Warhammer 40,000世界の背景設定をLexicanumより翻訳します。
今回はホワイト・スカー兵団について。
ホワイト・スカーはかつて20個存在した原初のスペースマリーン兵団における5番目の兵団であった。総主長はジャガタイ・ハーン。ホルスの大逆にて皇帝への忠誠を維持し続けたのち、ダークエンジェル兵団は再編成され第二次創設のなかでいくつかの戦団へ分割された。拠点惑星の部族的な凶暴さを利用し、ホワイト・スカーは戦場において高度な機動戦術を用いて電光石火の勢いで敵を打ち破り、敵が反応するまでに姿を消す。その野蛮人然とした特徴にもかかわらず、ホワイト・スカーは非常に文化的な戦団である。彼らが尊ぶ古くからの伝統の中でも詩作はその筆頭に位置している。
歴史
大征戦
第五兵団が総主長ジャガタイ・ハーンと再会するまでに、彼は自らが育った惑星ムンドゥス・プラヌスの獰猛なる諸部族を統一していた。皇帝との出会いに際し、ジャガタイは皇帝こそがジャガタイ究極の理想を体現する存在であり、空の星々を統一する者なのだと確信する。<干城>の宮殿においてジャガタイは皇帝への忠誠を誓い、第五兵団の指揮権を与えられた。第五兵団の<戦闘者>たちは、顔に儀式的な傷をつけるというタルスカー族の風習を採用し、自らの名を「ホワイト・スカー」と改める一方、太祖ハーンに忠実な多くの部族民が兵団に入ることを許された。クム・カルタ山域を通る起伏の激しい一本の山道の先にジャガタイの宮殿は存在し、これが兵団の要塞院となった。

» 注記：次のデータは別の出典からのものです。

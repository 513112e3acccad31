use crate::response::Response;
use std::time::Duration;
use thiserror::Error;

/// Classification of URL validation failures.
///
/// Provides programmatic matching for different failure modes without
/// relying on unstable error message strings.
#[derive(Debug, Clone, Copy, PartialEq, Eq)]
#[non_exhaustive]
pub enum InvalidUriKind {
    /// URL could not be parsed (malformed syntax)
    ParseError,
    /// URL is missing required host/authority component
    MissingAuthority,
    /// URL is missing required scheme (http/https)
    MissingScheme,
}

/// Request execution error types
///
/// HTTP-level outcomes (4xx/5xx) are never reported through this type by the
/// executor; they arrive as an ordinary [`Response`]. Use
/// [`Response::ensure_success`] to opt into [`HttpError::UnsuccessfulStatus`].
#[derive(Error, Debug)]
#[non_exhaustive]
pub enum HttpError {
    /// Request was executed without a URL
    #[error("Request URL is not set")]
    MissingUrl,

    /// Request building failed
    #[error("Failed to build request: {0}")]
    RequestBuild(#[from] http::Error),

    /// Invalid header name
    #[error("Invalid header name: {0}")]
    InvalidHeaderName(#[from] http::header::InvalidHeaderName),

    /// Invalid header value
    #[error("Invalid header value: {0}")]
    InvalidHeaderValue(#[from] http::header::InvalidHeaderValue),

    /// Invalid URL (failed to parse)
    ///
    /// Use the `kind` field for programmatic matching. The `reason` field is
    /// a diagnostic message for logging only.
    #[error("Invalid URL '{url}': {reason}")]
    InvalidUri {
        /// The URL that failed to parse
        url: String,
        /// Structured failure classification for programmatic matching
        kind: InvalidUriKind,
        /// Diagnostic message (unstable format, for logging only)
        reason: String,
    },

    /// Invalid URL scheme for transport security configuration
    #[error("URL scheme '{scheme}' not allowed: {reason}")]
    InvalidScheme {
        /// The URL scheme that was rejected
        scheme: String,
        /// Reason the scheme was rejected
        reason: String,
    },

    /// Post data holds a file part but was serialized as URL-encoded form
    #[error("Post data field '{key}' carries binary content and requires multipart encoding")]
    MultipartRequired {
        /// Key of the first binary field
        key: String,
    },

    /// Request attempt timed out
    #[error("Request timed out after {0:?}")]
    Timeout(Duration),

    /// Request was cancelled through its cancellation token
    #[error("Request was cancelled")]
    Cancelled,

    /// Transport error (network, connection, etc)
    #[error("Transport error: {0}")]
    Transport(#[source] Box<dyn std::error::Error + Send + Sync>),

    /// TLS error
    #[error("TLS error: {0}")]
    Tls(#[source] Box<dyn std::error::Error + Send + Sync>),

    /// Response body exceeded size limit
    #[error("Response body too large: limit {limit} bytes, got {actual} bytes")]
    BodyTooLarge { limit: usize, actual: usize },

    /// Response body stream failed earlier and cannot be read again
    #[error("Response body is unavailable after a failed read")]
    BodyUnavailable,

    /// Status outside the accepted success set, raised by `ensure_success`
    #[error("HTTP {} returned by {}", .0.status(), .0.request_url())]
    UnsuccessfulStatus(Box<Response>),

    /// A pre-dispatch hook rejected the request
    #[error("Pre-dispatch hook failed: {0}")]
    Hook(String),

    /// Blocking entry point was called from inside an async runtime
    #[error("Blocking call issued from within an async runtime; use the async variant")]
    BlockingInAsyncContext,

    /// Blocking runtime could not be started
    #[error("Failed to start blocking runtime: {0}")]
    Runtime(#[source] std::io::Error),

    /// JSON (de)serialization error
    #[error("JSON parsing failed: {0}")]
    Json(#[from] serde_json::Error),

    /// XML parsing error
    #[error("XML parsing failed: {0}")]
    Xml(String),

    /// Form URL encoding error
    #[error("Form encoding failed: {0}")]
    FormEncode(#[from] serde_urlencoded::ser::Error),

    /// Form URL decoding error
    #[error("Form decoding failed: {0}")]
    FormDecode(#[from] serde_urlencoded::de::Error),
}

impl HttpError {
    /// Returns the response carried by [`HttpError::UnsuccessfulStatus`].
    #[must_use]
    pub fn response(&self) -> Option<&Response> {
        match self {
            HttpError::UnsuccessfulStatus(response) => Some(response),
            _ => None,
        }
    }

    /// Consumes the error and returns the carried response, if any.
    #[must_use]
    pub fn into_response(self) -> Option<Response> {
        match self {
            HttpError::UnsuccessfulStatus(response) => Some(*response),
            _ => None,
        }
    }
}

impl From<hyper::Error> for HttpError {
    fn from(err: hyper::Error) -> Self {
        HttpError::Transport(Box::new(err))
    }
}

impl From<hyper_util::client::legacy::Error> for HttpError {
    fn from(err: hyper_util::client::legacy::Error) -> Self {
        HttpError::Transport(Box::new(err))
    }
}

impl From<quick_xml::Error> for HttpError {
    fn from(err: quick_xml::Error) -> Self {
        HttpError::Xml(err.to_string())
    }
}

#[cfg(test)]
#[cfg_attr(coverage_nightly, coverage(off))]
mod tests {
    use super::*;
    use std::error::Error;
    use std::fmt;

    #[derive(Debug)]
    struct TestError(&'static str);

    impl fmt::Display for TestError {
        fn fmt(&self, f: &mut fmt::Formatter<'_>) -> fmt::Result {
            write!(f, "{}", self.0)
        }
    }

    impl Error for TestError {}

    #[test]
    fn test_transport_error_preserves_source() {
        let err = HttpError::Transport(Box::new(TestError("connection refused")));

        let source = err.source().expect("transport error should have a source");
        let downcast = source
            .downcast_ref::<TestError>()
            .expect("should downcast to TestError");
        assert_eq!(downcast.0, "connection refused");
    }

    #[test]
    fn test_multipart_required_names_key() {
        let err = HttpError::MultipartRequired {
            key: "avatar".to_owned(),
        };
        assert!(err.to_string().contains("'avatar'"));
        assert!(err.response().is_none());
    }

    #[test]
    fn test_runtime_error_chain() {
        let err = HttpError::Runtime(std::io::Error::other("no threads"));

        let mut count = 0;
        let mut current: Option<&(dyn Error + 'static)> = Some(&err);
        while let Some(e) = current {
            count += 1;
            current = e.source();
        }
        assert_eq!(count, 2, "HttpError and io::Error should both be in the chain");
    }
}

大征戦の間、ジャガタイ・ハーンのもとホワイト・スカーは数多くの血塗れた戦場で戦った。彼らはやがて高速戦闘と一撃離脱攻撃によって恐れられるようになる。
ホルスの大逆
ホルスの裏切りと<降下地点での虐殺>の報が届いた時、ジャガタイ・ハーンと彼の兵団はチョンダックス星系のオルクに対する戦役を数年にわたり行なっていたが、この戦役はアルファレギオンによって意図的に引き伸ばされていたものだった。ホワイト・スカーは急ぎテラへ帰還するようローガル・ドルンに促される。しかしちょうど惑星プロスペロより帰還したレマン・ラスが太祖ハーンに連絡を取り、自らの軍勢に合流するよう要請する。このことを予期していたホルスはアルファレギオンを派遣し、数でまさるラスのスペースウルフに強襲を仕掛けさせる。惑星ヤラントでアルファレギオンはスペースウルフを破った。ジャガタイはスペースウルフをそのまま残していくことを厭い、さらに危険な<歪みの嵐>に直面していた。しかしジャガタイは大きな犠牲が予想されるアルファレギオンとの戦闘に突入するよりも、ドルンの緊急要請にしたがって直ちに地球へ帰還する方を選んだ。なによりも、いま<帝国>に何が起きているのかをジャガタイは自分自身のために知ろうとしたのだ。<鑿(のみ)>として知られる艦隊陣形を用い、ホワイト・スカーはアルファレギオンの軍艦を沈めつつ封鎖を突破し、チョダックス星系を後にした。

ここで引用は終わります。